OpenDataCo / awesome-datasets-colombia

Lista de enlaces a datasets relacionados con Colombia
27 stars 0 forks source link

Nice collection: data for municipals? #1

Open Deleetdk opened 7 years ago

Deleetdk commented 7 years ago

Thanks for a nice collection of data!

I research social inequality in American countries (among other places) and have previous done a study on Colombia using department-level data. This raised issues of sample size because there are only 32 departments and a capital district.

However, there seems to be about 1,100 municipals (municipio), thus enabling a much richer study.

I'm wondering if it would be possible to collect a dataset for municipals with the following information:

For all variables, it is best to average over a few years to obtain more reliable estimates.

My limitation is that I don't read Spanish well (I'm from Denmark!). If someone could help me put together such a dataset, I would be happy to send some money their way (something like 200 USD) and of course share the dataset publicly for free. :)

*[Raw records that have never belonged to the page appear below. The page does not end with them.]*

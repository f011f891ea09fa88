use crate::cell::CellValue;
use crate::error::{Result, SheetError};
use std::collections::HashMap;

/// A sheet representing a 2D grid of cells (row-major storage)
#[derive(Debug, Clone)]
pub struct Sheet {
    name: String,
    data: Vec<Vec<CellValue>>,
    column_names: Option<Vec<String>>,
    column_index: Option<HashMap<String, usize>>,
}

impl Default for Sheet {
    fn default() -> Self {
        Self::new()
    }
}

impl Sheet {
    /// Create a new empty sheet
    #[must_use]
    pub fn new() -> Self {
        Self::with_name("Sheet1")
    }

    /// Create a new empty sheet with a name
    #[must_use]
    pub fn with_name(name: &str) -> Self {
        Sheet {
            name: name.to_string(),
            data: Vec::new(),
            column_names: None,
            column_index: None,
        }
    }

    /// Create a sheet from a 2D vector of values
    #[must_use]
    pub fn from_data<T: Into<CellValue> + Clone>(data: Vec<Vec<T>>) -> Self {
        let converted: Vec<Vec<CellValue>> = data
            .into_iter()
            .map(|row| row.into_iter().map(Into::into).collect())
            .collect();

        Sheet {
            name: "Sheet1".to_string(),
            data: converted,
            column_names: None,
            column_index: None,
        }
    }

    /// Get the sheet name
    #[must_use]
    pub fn name(&self) -> &str {
        &self.name
    }

    /// Set the sheet name
    pub fn set_name(&mut self, name: &str) {
        self.name = name.to_string();
    }

    /// Get the number of rows
    #[must_use]
    pub fn row_count(&self) -> usize {
        self.data.len()
    }

    /// Get the number of columns
    #[must_use]
    pub fn col_count(&self) -> usize {
        self.data.first().map_or(0, Vec::len)
    }

    /// Check if the sheet is empty
    #[must_use]
    pub fn is_empty(&self) -> bool {
        self.data.is_empty()
    }

    /// Number of leading rows taken up by the header (1 when columns are named)
    #[must_use]
    pub fn header_rows(&self) -> usize {
        usize::from(self.column_names.is_some())
    }

    // ===== Cell Access =====

    /// Get a cell value by row and column index
    pub fn get(&self, row: usize, col: usize) -> Result<&CellValue> {
        self.data
            .get(row)
            .and_then(|r| r.get(col))
            .ok_or(SheetError::IndexOutOfBounds {
                row,
                col,
                rows: self.row_count(),
                cols: self.col_count(),
            })
    }

    /// Get a cell value by row index and column name
    pub fn get_by_name(&self, row: usize, col_name: &str) -> Result<&CellValue> {
        let col = self.column_index_by_name(col_name)?;
        self.get(row, col)
    }

    // ===== Row Operations =====

    /// Get an entire row by index
    pub fn row(&self, index: usize) -> Result<&Vec<CellValue>> {
        self.data.get(index).ok_or(SheetError::RowIndexOutOfBounds {
            index,
            count: self.row_count(),
        })
    }

    /// Iterate over all rows
    pub fn rows(&self) -> impl Iterator<Item = &Vec<CellValue>> {
        self.data.iter()
    }

    // ===== Column Operations =====

    /// Check whether a named column exists
    #[must_use]
    pub fn has_column(&self, name: &str) -> bool {
        self.column_index
            .as_ref()
            .is_some_and(|index| index.contains_key(name))
    }

    /// Rename a column, keeping the header row in sync
    ///
    /// # Errors
    ///
    /// Returns `SheetError::DuplicateColumnName` if the target name already exists.
    pub fn rename_column(&mut self, from: &str, to: &str) -> Result<()> {
        if from == to {
            return Ok(());
        }
        if self.has_column(to) {
            return Err(SheetError::DuplicateColumnName {
                name: to.to_string(),
            });
        }
        let index = self.column_index_by_name(from)?;

        if let Some(names) = &mut self.column_names {
            names[index] = to.to_string();
        }
        if let Some(map) = &mut self.column_index {
            map.remove(from);
            map.insert(to.to_string(), index);
        }
        if let Some(row) = self.data.get_mut(0) {
            if let Some(cell) = row.get_mut(index) {
                *cell = CellValue::String(to.to_string());
            }
        }
        Ok(())
    }

    /// Keep only the named columns, in the given order
    pub fn select_columns(&mut self, names: &[&str]) -> Result<()> {
        let indices: Vec<usize> = names
            .iter()
            .map(|name| self.column_index_by_name(name))
            .collect::<Result<Vec<_>>>()?;

        for row in &mut self.data {
            *row = indices
                .iter()
                .map(|&i| row.get(i).cloned().unwrap_or(CellValue::Null))
                .collect();
        }

        let names_vec: Vec<String> = names.iter().map(|s| (*s).to_string()).collect();
        let mut index_map = HashMap::new();
        for (i, name) in names_vec.iter().enumerate() {
            index_map.insert(name.clone(), i);
        }
        self.column_names = Some(names_vec);
        self.column_index = Some(index_map);
        Ok(())
    }

    // ===== Named Access =====

    /// Use the specified row as column headers
    ///
    /// # Errors
    ///
    /// Returns `SheetError::DuplicateColumnName` if the header row contains duplicate names.
    pub fn name_columns_by_row(&mut self, row_index: usize) -> Result<()> {
        let header_row = self.row(row_index)?;
        let names: Vec<String> = header_row.iter().map(CellValue::as_str).collect();

        let mut index_map = HashMap::new();
        for (i, name) in names.iter().enumerate() {
            if index_map.contains_key(name) {
                return Err(SheetError::DuplicateColumnName { name: name.clone() });
            }
            index_map.insert(name.clone(), i);
        }

        self.column_names = Some(names);
        self.column_index = Some(index_map);
        Ok(())
    }

    /// Get column names (if set)
    #[must_use]
    pub fn column_names(&self) -> Option<&Vec<String>> {
        self.column_names.as_ref()
    }

    /// Get the column index by name
    fn column_index_by_name(&self, name: &str) -> Result<usize> {
        self.column_index
            .as_ref()
            .ok_or_else(|| {
                SheetError::ColumnsNotNamed("Call name_columns_by_row() first".to_string())
            })?
            .get(name)
            .copied()
            .ok_or_else(|| SheetError::ColumnNotFound {
                name: name.to_string(),
            })
    }

    // ===== Raw Access =====

    /// Get a reference to the underlying data
    #[must_use]
    pub fn data(&self) -> &Vec<Vec<CellValue>> {
        &self.data
    }

    /// Get a mutable reference to the underlying data
    pub fn data_mut(&mut self) -> &mut Vec<Vec<CellValue>> {
        &mut self.data
    }
}
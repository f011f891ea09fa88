//! Deterministic country -> color assignment.
//!
//! Colors are evenly spaced samples from a fixed 12-color qualitative
//! palette. The assignment is a pure function of the sorted country list and
//! is recomputed each run; both charts receive the same mapping.

use indexmap::IndexMap;

/// Qualitative palette (ColorBrewer Set3).
const SET3: [&str; 12] = [
    "#8dd3c7", "#ffffb3", "#bebada", "#fb8072", "#80b1d3", "#fdb462",
    "#b3de69", "#fccde5", "#d9d9d9", "#bc80bd", "#ccebc5", "#ffed6f",
];

/// Assign one palette color per country, preserving the input order.
#[must_use]
pub fn assign_colors(countries: &[String]) -> IndexMap<String, String> {
    let n = countries.len();
    countries
        .iter()
        .enumerate()
        .map(|(i, country)| {
            let fraction = if n <= 1 {
                0.0
            } else {
                i as f64 / (n - 1) as f64
            };
            let index = ((fraction * SET3.len() as f64) as usize).min(SET3.len() - 1);
            (country.clone(), SET3[index].to_string())
        })
        .collect()
}
//! Tabular data model for decomchart
//!
//! Provides a small row-oriented table type used to load and reshape the
//! plant-tracker workbooks before they are turned into typed records.
//!
//! # Examples
//!
//! ## Creating a sheet from data
//!
//! ```
//! use decomchart_sheet::Sheet;
//!
//! let sheet = Sheet::from_data(vec![
//!     vec!["Plant name", "Country/Area"],
//!     vec!["Neurath", "Germany"],
//!     vec!["Belchatow", "Poland"],
//! ]);
//!
//! assert_eq!(sheet.row_count(), 3);
//! assert_eq!(sheet.col_count(), 2);
//! ```
//!
//! ## Named column access
//!
//! ```
//! use decomchart_sheet::Sheet;
//!
//! let mut sheet = Sheet::from_data(vec![
//!     vec!["Country/Area", "Capacity (MW)"],
//!     vec!["Germany", "500"],
//! ]);
//!
//! sheet.name_columns_by_row(0).unwrap();
//! assert_eq!(sheet.get_by_name(1, "Country/Area").unwrap().as_str(), "Germany");
//! assert_eq!(sheet.get_by_name(1, "Capacity (MW)").unwrap().as_int(), Some(500));
//! ```
//!
//! ## Loading from files
//!
//! ```no_run
//! use decomchart_sheet::{Sheet, XlsxReadOptions};
//!
//! let units = Sheet::from_xlsx_sheet_with_options(
//!     "coal-tracker.xlsx",
//!     "Units",
//!     XlsxReadOptions::default().with_headers(true),
//! ).unwrap();
//! ```

mod cell;
mod csv;
mod error;
mod sheet;
mod xlsx;

/// Re-export cell value type.
pub use cell::CellValue;
/// Re-export CSV options.
pub use csv::CsvOptions;
/// Re-export sheet error types.
pub use error::{Result, SheetError};
/// Re-export sheet type.
pub use sheet::Sheet;
/// Re-export XLSX read options.
pub use xlsx::XlsxReadOptions;
//! Normalization and aggregation pipeline for decomchart
//!
//! Turns the two raw plant-tracker tables (fossil gas/oil units and coal
//! units) into a unified set of typed unit records, then into per-country
//! cumulative planned-retirement series suitable for stacked-area charting.
//!
//! ```
//! use decomchart_pipeline::{aggregate, normalize};
//! use decomchart_sheet::Sheet;
//!
//! # fn load() -> (Sheet, Sheet) { unimplemented!() }
//! # fn run() -> Result<(), Box<dyn std::error::Error>> {
//! let (gas, coal) = load();
//! let records = normalize(gas, coal)?;
//! let outlook = aggregate(&records);
//! println!("{} countries", outlook.countries.len());
//! # Ok(()) }
//! ```

mod aggregate;
mod error;
mod normalize;
mod record;

pub use aggregate::{aggregate, RetirementOutlook, FIRST_RETIREMENT_YEAR};
pub use error::{PipelineError, PipelineResult};
pub use normalize::{normalize, EUROPEAN_COUNTRIES, GERMAN_COAL_PHASE_OUT_YEAR};
pub use record::{records_to_sheet, FuelCategory, UnitRecord};
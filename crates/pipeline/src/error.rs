use thiserror::Error;

/// Result type for pipeline operations.
pub type PipelineResult<T> = Result<T, PipelineError>;

/// Errors that can occur while normalizing or aggregating tracker data.
#[derive(Debug, Error)]
pub enum PipelineError {
    /// A required column is missing from an input table.
    #[error("Missing column '{column}' in {table} table")]
    MissingColumn { table: String, column: String },

    /// Sheet-level failure while reshaping an input table.
    #[error("Sheet error: {0}")]
    Sheet(#[from] decomchart_sheet::SheetError),

    /// Unknown fuel category name.
    #[error("Unknown fuel category: {0}")]
    UnknownCategory(String),
}
//! # decomchart-viz
//!
//! Stacked-area chart generation for decomchart.
//!
//! This crate turns a [`RetirementOutlook`] into a chart specification that
//! can be rendered by:
//! - HTML/Chart.js output (side-by-side stacked-area panels)
//! - Any consumer of the JSON spec

mod palette;
mod summary;

pub use palette::assign_colors;
pub use summary::{format_gw, summary};

use decomchart_pipeline::{FuelCategory, RetirementOutlook};
use serde::{Deserialize, Serialize};
use thiserror::Error;

/// Errors that can occur while emitting chart output.
#[derive(Debug, Error)]
pub enum VizError {
    #[error("JSON error: {0}")]
    Json(#[from] serde_json::Error),
}

/// A single stacked-area chart panel.
#[derive(Debug, Clone, Serialize, Deserialize)]
pub struct ChartSpec {
    pub title: String,
    pub x_axis_label: String,
    pub y_axis_label: String,
    /// Year axis labels, shared across panels.
    pub labels: Vec<String>,
    pub datasets: Vec<Dataset>,
}

/// One country's layer in a stacked-area chart.
#[derive(Debug, Clone, Serialize, Deserialize)]
pub struct Dataset {
    pub label: String,
    pub data: Vec<f64>,
    pub background_color: String,
    pub border_color: String,
}

/// The full two-panel dashboard.
#[derive(Debug, Clone, Serialize, Deserialize)]
pub struct Dashboard {
    pub title: String,
    pub charts: Vec<ChartSpec>,
}

/// Escape HTML special characters to prevent markup breakout.
fn escape_html(text: &str) -> String {
    text.replace('&', "&amp;")
        .replace('<', "&lt;")
        .replace('>', "&gt;")
        .replace('"', "&quot;")
        .replace('\'', "&#39;")
}

impl ChartSpec {
    /// Build one category's panel. Countries with an all-zero series are
    /// skipped; the remaining layers keep the shared country order, so the
    /// stack accumulates in the same order in both panels.
    #[must_use]
    pub fn stacked_area(outlook: &RetirementOutlook, category: FuelCategory) -> Self {
        let colors = assign_colors(&outlook.countries);
        let datasets = outlook
            .series(category)
            .iter()
            .filter(|(_, series)| series.iter().any(|v| *v > 0.0))
            .map(|(country, series)| Dataset {
                label: country.clone(),
                data: series.clone(),
                background_color: colors[country].clone(),
                border_color: colors[country].clone(),
            })
            .collect();

        ChartSpec {
            title: format!("Cumulative {category} Plant Decommissions by Country"),
            x_axis_label: "Year".to_string(),
            y_axis_label: "Cumulative Capacity Decommissioned (GW)".to_string(),
            labels: outlook.years.iter().map(ToString::to_string).collect(),
            datasets,
        }
    }
}

impl Dashboard {
    /// Build the coal and gas panels from an aggregated outlook.
    #[must_use]
    pub fn from_outlook(outlook: &RetirementOutlook) -> Self {
        Dashboard {
            title: "Planned Plant Decommissions in Europe".to_string(),
            charts: vec![
                ChartSpec::stacked_area(outlook, FuelCategory::Coal),
                ChartSpec::stacked_area(outlook, FuelCategory::Gas),
            ],
        }
    }

    /// Convert to JSON for non-HTML consumers.
    ///
    /// # Errors
    ///
    /// Returns error if serialization fails.
    pub fn to_json(&self) -> Result<String, VizError> {
        Ok(serde_json::to_string(self)?)
    }

    /// Generate an HTML page with the panels side by side, rendered by
    /// Chart.js as stacked filled line charts.
    pub fn to_html(&self) -> Result<String, VizError> {
        // Escape title for HTML context and JSON for script context
        let title = escape_html(&self.title);
        let json = serde_json::to_string(self)?.replace("</", "<\\/"); // Prevent script tag breakout

        Ok(format!(
            r#"<!DOCTYPE html>
<html>
<head>
    <title>{title}</title>
    <script src="https://cdn.jsdelivr.net/npm/chart.js"></script>
    <style>
        .panels {{ display: flex; gap: 1em; }}
        .panels > div {{ flex: 1; min-width: 0; }}
    </style>
</head>
<body>
    <h1>{title}</h1>
    <div class="panels" id="panels"></div>
    <script>
        const spec = {json};
        const panels = document.getElementById('panels');
        for (const chart of spec.charts) {{
            const holder = document.createElement('div');
            const canvas = document.createElement('canvas');
            holder.appendChild(canvas);
            panels.appendChild(holder);
            new Chart(canvas.getContext('2d'), {{
                type: 'line',
                data: {{
                    labels: chart.labels,
                    datasets: chart.datasets.map(d => ({{
                        label: d.label,
                        data: d.data,
                        backgroundColor: d.background_color,
                        borderColor: d.border_color,
                        fill: true,
                        pointRadius: 0,
                    }})),
                }},
                options: {{
                    responsive: true,
                    plugins: {{
                        title: {{ display: true, text: chart.title }},
                        legend: {{ position: 'top' }},
                    }},
                    scales: {{
                        x: {{ title: {{ display: true, text: chart.x_axis_label }} }},
                        y: {{
                            stacked: true,
                            title: {{ display: true, text: chart.y_axis_label }},
                        }},
                    }},
                }},
            }});
        }}
    </script>
</body>
</html>"#
        ))
    }
}
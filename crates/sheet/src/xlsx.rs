use crate::cell::CellValue;
use crate::error::{Result, SheetError};
use crate::sheet::Sheet;
use calamine::{open_workbook, Data, Reader, Xlsx, XlsxError};
use rust_xlsxwriter::Workbook;
use std::fs::File;
use std::io::BufReader;
use std::path::Path;

/// Options for reading Excel files
#[derive(Debug, Clone, Default)]
pub struct XlsxReadOptions {
    /// Whether the first row contains headers
    pub has_headers: bool,
}

impl XlsxReadOptions {
    /// Set whether the first row contains headers
    #[must_use]
    pub fn with_headers(mut self, has_headers: bool) -> Self {
        self.has_headers = has_headers;
        self
    }
}

fn xlsx_error(e: XlsxError) -> SheetError {
    SheetError::Io(std::io::Error::new(
        std::io::ErrorKind::Other,
        e.to_string(),
    ))
}

/// Convert calamine Data to CellValue
fn data_to_cell_value(data: &Data) -> CellValue {
    match data {
        Data::Empty => CellValue::Null,
        Data::Bool(b) => CellValue::Bool(*b),
        Data::Int(i) => CellValue::Int(*i),
        Data::Float(f) => CellValue::Float(*f),
        Data::String(s) => CellValue::String(s.clone()),
        Data::DateTime(dt) => {
            // Excel stores dates as days since 1899-12-30
            CellValue::Float(dt.as_f64())
        }
        Data::DateTimeIso(s) => CellValue::String(s.clone()),
        Data::DurationIso(s) => CellValue::String(s.clone()),
        Data::Error(e) => CellValue::String(format!("#ERROR: {e:?}")),
    }
}

impl Sheet {
    /// Load a specific sheet from an Excel workbook by name
    ///
    /// # Errors
    ///
    /// Returns error if the file cannot be opened or the sheet is not found.
    pub fn from_xlsx_sheet<P: AsRef<Path>>(path: P, sheet_name: &str) -> Result<Self> {
        Self::from_xlsx_sheet_with_options(path, sheet_name, XlsxReadOptions::default())
    }

    /// Load a specific sheet from an Excel workbook with options
    ///
    /// # Errors
    ///
    /// Returns error if the file cannot be opened, the sheet is not found, or the read fails.
    pub fn from_xlsx_sheet_with_options<P: AsRef<Path>>(
        path: P,
        sheet_name: &str,
        options: XlsxReadOptions,
    ) -> Result<Self> {
        let mut workbook: Xlsx<BufReader<File>> =
            open_workbook(path.as_ref()).map_err(xlsx_error)?;

        if !workbook.sheet_names().iter().any(|n| n.as_str() == sheet_name) {
            return Err(SheetError::SheetNotFound {
                name: sheet_name.to_string(),
            });
        }

        let range = workbook.worksheet_range(sheet_name).map_err(xlsx_error)?;

        let mut data: Vec<Vec<CellValue>> = Vec::new();
        for row in range.rows() {
            data.push(row.iter().map(data_to_cell_value).collect());
        }

        let mut sheet = Sheet::with_name(sheet_name);
        *sheet.data_mut() = data;

        if options.has_headers && sheet.row_count() > 0 {
            sheet.name_columns_by_row(0)?;
        }

        Ok(sheet)
    }

    /// Save the sheet to an Excel file
    ///
    /// # Errors
    ///
    /// Returns error if the file cannot be created or written.
    pub fn save_as_xlsx<P: AsRef<Path>>(&self, path: P) -> Result<()> {
        let mut workbook = Workbook::new();
        let worksheet = workbook.add_worksheet();

        worksheet.set_name(self.name()).map_err(|e| {
            SheetError::Io(std::io::Error::new(
                std::io::ErrorKind::Other,
                e.to_string(),
            ))
        })?;

        for (row_idx, row) in self.data().iter().enumerate() {
            for (col_idx, cell) in row.iter().enumerate() {
                let row_num = u32::try_from(row_idx).map_err(|_| {
                    SheetError::Io(std::io::Error::new(
                        std::io::ErrorKind::Other,
                        "Row index overflow",
                    ))
                })?;
                let col_num = u16::try_from(col_idx).map_err(|_| {
                    SheetError::Io(std::io::Error::new(
                        std::io::ErrorKind::Other,
                        "Column index overflow",
                    ))
                })?;

                let write_result = match cell {
                    CellValue::Null => continue,
                    CellValue::Bool(b) => worksheet.write_boolean(row_num, col_num, *b),
                    // Excel stores all numbers as f64, so integers > 2^53 may lose precision
                    CellValue::Int(i) => worksheet.write_number(row_num, col_num, *i as f64),
                    CellValue::Float(f) => worksheet.write_number(row_num, col_num, *f),
                    CellValue::String(s) => worksheet.write_string(row_num, col_num, s),
                };
                write_result.map_err(|e| {
                    SheetError::Io(std::io::Error::new(
                        std::io::ErrorKind::Other,
                        e.to_string(),
                    ))
                })?;
            }
        }

        workbook.save(path.as_ref()).map_err(|e| {
            SheetError::Io(std::io::Error::new(
                std::io::ErrorKind::Other,
                e.to_string(),
            ))
        })?;

        Ok(())
    }
}

#[cfg(test)]
mod tests {
    use super::*;
    use tempfile::tempdir;

    #[test]
    fn test_xlsx_write_and_read() {
        let dir = tempdir().unwrap();
        let path = dir.path().join("units.xlsx");

        let mut sheet = Sheet::from_data(vec![
            vec!["Country/Area", "Capacity (MW)", "Planned retire"],
            vec!["Germany", "500", ""],
            vec!["Poland", "300", "2030"],
        ]);
        sheet.set_name("Units");
        sheet.save_as_xlsx(&path).unwrap();

        let loaded = Sheet::from_xlsx_sheet_with_options(
            &path,
            "Units",
            XlsxReadOptions::default().with_headers(true),
        )
        .unwrap();

        assert_eq!(loaded.row_count(), 3);
        assert_eq!(loaded.get_by_name(1, "Country/Area").unwrap().as_str(), "Germany");
        assert_eq!(loaded.get_by_name(2, "Planned retire").unwrap().as_int(), Some(2030));
    }

    #[test]
    fn test_xlsx_types() {
        let dir = tempdir().unwrap();
        let path = dir.path().join("types.xlsx");

        let mut sheet = Sheet::new();
        *sheet.data_mut() = vec![vec![
            CellValue::String("text".to_string()),
            CellValue::Int(42),
            CellValue::Float(331.5),
            CellValue::Bool(true),
        ]];

        sheet.save_as_xlsx(&path).unwrap();

        let loaded = Sheet::from_xlsx_sheet(&path, "Sheet1").unwrap();

        assert!(matches!(loaded.get(0, 0).unwrap(), CellValue::String(s) if s == "text"));
        // Int becomes Float in Excel
        assert!(matches!(loaded.get(0, 1).unwrap(), CellValue::Float(f) if (*f - 42.0).abs() < 0.01));
        assert!(matches!(loaded.get(0, 2).unwrap(), CellValue::Float(f) if (*f - 331.5).abs() < 0.01));
        assert!(matches!(loaded.get(0, 3).unwrap(), CellValue::Bool(true)));
    }

    #[test]
    fn test_missing_sheet() {
        let dir = tempdir().unwrap();
        let path = dir.path().join("one.xlsx");

        let mut sheet = Sheet::from_data(vec![vec!["a"]]);
        sheet.set_name("Units");
        sheet.save_as_xlsx(&path).unwrap();

        let result = Sheet::from_xlsx_sheet(&path, "Gas & Oil Units");
        assert!(matches!(result, Err(SheetError::SheetNotFound { .. })));
    }

}
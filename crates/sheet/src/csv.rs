use crate::cell::CellValue;
use crate::error::Result;
use crate::sheet::Sheet;
use std::fs::File;
use std::io::{BufReader, BufWriter, Read, Write};
use std::path::Path;

/// CSV reader options
#[derive(Debug, Clone, Default)]
pub struct CsvOptions {
    /// Whether the first row contains headers
    pub has_headers: bool,
}

impl CsvOptions {
    /// Set whether the first row contains headers
    #[must_use]
    pub fn with_headers(mut self, has_headers: bool) -> Self {
        self.has_headers = has_headers;
        self
    }
}

impl Sheet {
    /// Load a sheet from a CSV file
    pub fn from_csv<P: AsRef<Path>>(path: P) -> Result<Self> {
        Self::from_csv_with_options(path, CsvOptions::default())
    }

    /// Load a sheet from a CSV file with custom options
    pub fn from_csv_with_options<P: AsRef<Path>>(path: P, options: CsvOptions) -> Result<Self> {
        let file = File::open(path.as_ref())?;
        let reader = BufReader::new(file);
        Self::from_csv_reader(reader, options)
    }

    /// Load a sheet from a reader
    pub fn from_csv_reader<R: Read>(reader: R, options: CsvOptions) -> Result<Self> {
        let mut csv_reader = csv::ReaderBuilder::new()
            .flexible(true)
            .has_headers(false) // We handle headers ourselves
            .from_reader(reader);

        let mut data: Vec<Vec<CellValue>> = Vec::new();

        for result in csv_reader.records() {
            let record = result?;
            let row: Vec<CellValue> = record.iter().map(CellValue::parse).collect();
            data.push(row);
        }

        let mut sheet = Sheet::with_name("Sheet1");
        *sheet.data_mut() = data;

        if options.has_headers && sheet.row_count() > 0 {
            sheet.name_columns_by_row(0)?;
        }

        Ok(sheet)
    }

    /// Save the sheet to a CSV file
    pub fn save_as_csv<P: AsRef<Path>>(&self, path: P) -> Result<()> {
        let file = File::create(path)?;
        let writer = BufWriter::new(file);
        self.write_csv(writer)
    }

    /// Write the sheet to a writer as CSV
    pub fn write_csv<W: Write>(&self, writer: W) -> Result<()> {
        let mut csv_writer = csv::WriterBuilder::new().from_writer(writer);

        for row in self.rows() {
            let record: Vec<String> = row.iter().map(CellValue::as_str).collect();
            csv_writer.write_record(&record)?;
        }

        csv_writer.flush()?;
        Ok(())
    }
}

#[cfg(test)]
mod tests {
    use super::*;

    #[test]
    fn test_from_csv_reader_with_headers() {
        let csv = "Country/Area,Capacity (MW),Planned retire\n\
                   Germany,500,\n\
                   Poland,300,2030\n";

        let sheet = Sheet::from_csv_reader(
            csv.as_bytes(),
            CsvOptions::default().with_headers(true),
        )
        .unwrap();

        assert_eq!(sheet.row_count(), 3);
        assert_eq!(sheet.get_by_name(1, "Country/Area").unwrap().as_str(), "Germany");
        // Type inference: numbers become ints, empty cells become null
        assert_eq!(sheet.get_by_name(2, "Planned retire").unwrap().as_int(), Some(2030));
        assert!(sheet.get_by_name(1, "Planned retire").unwrap().is_null());
    }

    #[test]
    fn test_csv_roundtrip() {
        let dir = tempfile::tempdir().unwrap();
        let path = dir.path().join("units.csv");

        let sheet = Sheet::from_data(vec![
            vec!["Country/Area", "Capacity (MW)"],
            vec!["France", "1200"],
        ]);
        sheet.save_as_csv(&path).unwrap();

        let loaded = Sheet::from_csv(&path).unwrap();
        assert_eq!(loaded.row_count(), 2);
        assert_eq!(loaded.get(1, 1).unwrap().as_int(), Some(1200));
    }
}
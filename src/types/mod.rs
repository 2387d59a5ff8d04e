mod condition;
mod context;
mod error;
pub(crate) mod node;
mod runner;
mod value;

pub use condition::Condition;
pub use context::Context;
pub use error::{BoxError, BuildError, RegistryError, RunError};
pub use node::{Child, Node, NodeBuilder, NodeConfig};
pub use runner::{Action, Catch, Flow, Runner};
pub use value::{CompareOp, Value};
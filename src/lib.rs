mod accessor;
mod error;
pub mod policy;
mod tree;
mod types;

pub use accessor::{field, Identified, ObjectId, Operand, Tracked, ValueAccessor};
pub use error::DTreeError;
pub use policy::{register_policy, Level, Outcome, Policy, PolicyRegistry};
pub use tree::DTree;
pub use types::{
    Action, BoxError, BuildError, Catch, Child, CompareOp, Condition, Context, Flow, Node,
    NodeBuilder, NodeConfig, RegistryError, RunError, Runner, Value,
};
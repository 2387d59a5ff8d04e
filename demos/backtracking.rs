use dtree::policy::{ONCE, RECURSIVE};
use dtree::{field, Context, DTree, NodeBuilder, Runner};
use tracing_subscriber::EnvFilter;

fn route(name: &'static str) -> Runner<Context, &'static str> {
    Runner::action(name, move |_: &Context| name)
}

fn main() {
    tracing_subscriber::fmt()
        .with_env_filter(
            EnvFilter::try_from_default_env().unwrap_or_else(|_| EnvFilter::new("debug")),
        )
        .init();

    let tier = field::<Context>("tier");
    let region = field::<Context>("region");

    // Premium customers outside the supported regions reach a dead end.
    let build = |policy: &str| {
        let node = NodeBuilder::new()
            .branch(
                tier.eq("premium"),
                NodeBuilder::new()
                    .branch(region.eq("eu"), route("premium-eu"))
                    .branch(region.eq("us"), route("premium-us")),
            )
            .branch(region.notnone(), route("standard"))
            .otherwise(route("manual"))
            .policy(policy)
            .build()
            .expect("failed to build node");
        DTree::build(node).expect("failed to build tree")
    };

    let customer = Context::new().set("tier", "premium").set("region", "apac");

    for policy in [ONCE, RECURSIVE] {
        let tree = build(policy);
        println!("{tree}");
        match tree.run(&customer) {
            Ok(routed) => println!("{policy}: {routed:?}\n"),
            Err(err) => println!("{policy}: {err}\n"),
        }
    }
}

dav009 commented 7 years ago

Lots of informaiton. I will try to address each issue:

Check in the mailing list

Other websites

dav009 commented 7 years ago

@Deleetdk on the water maps, stats, data please check with hyances[AT]gmail he is working with openstreetmaps to solve various problems regarding water access for communities away from urban centers

dav009 commented 7 years ago

Just brainstorming here, your best option on your money bet , might be to approaching someone studying sociology/social sciences at a colombian university :[

Deleetdk commented 7 years ago

@dav009 thanks for the replies. In my experience, the easiest way to find a lot of data fast is to use methods like these. Very briefly, use google search with tricks. For instance, in this case we use something like:

municipio site:co filetype:xls OR filetype:xlsx

This quickly locates lots of files with municipio level data. For instance, the first file

https://www.dane.gov.co/files/investigaciones/boletines/censo/DeficitViviendaCenso2005.xls

has all the links between municipios and departments, number of households and some household quality data (not sure about the exact translation).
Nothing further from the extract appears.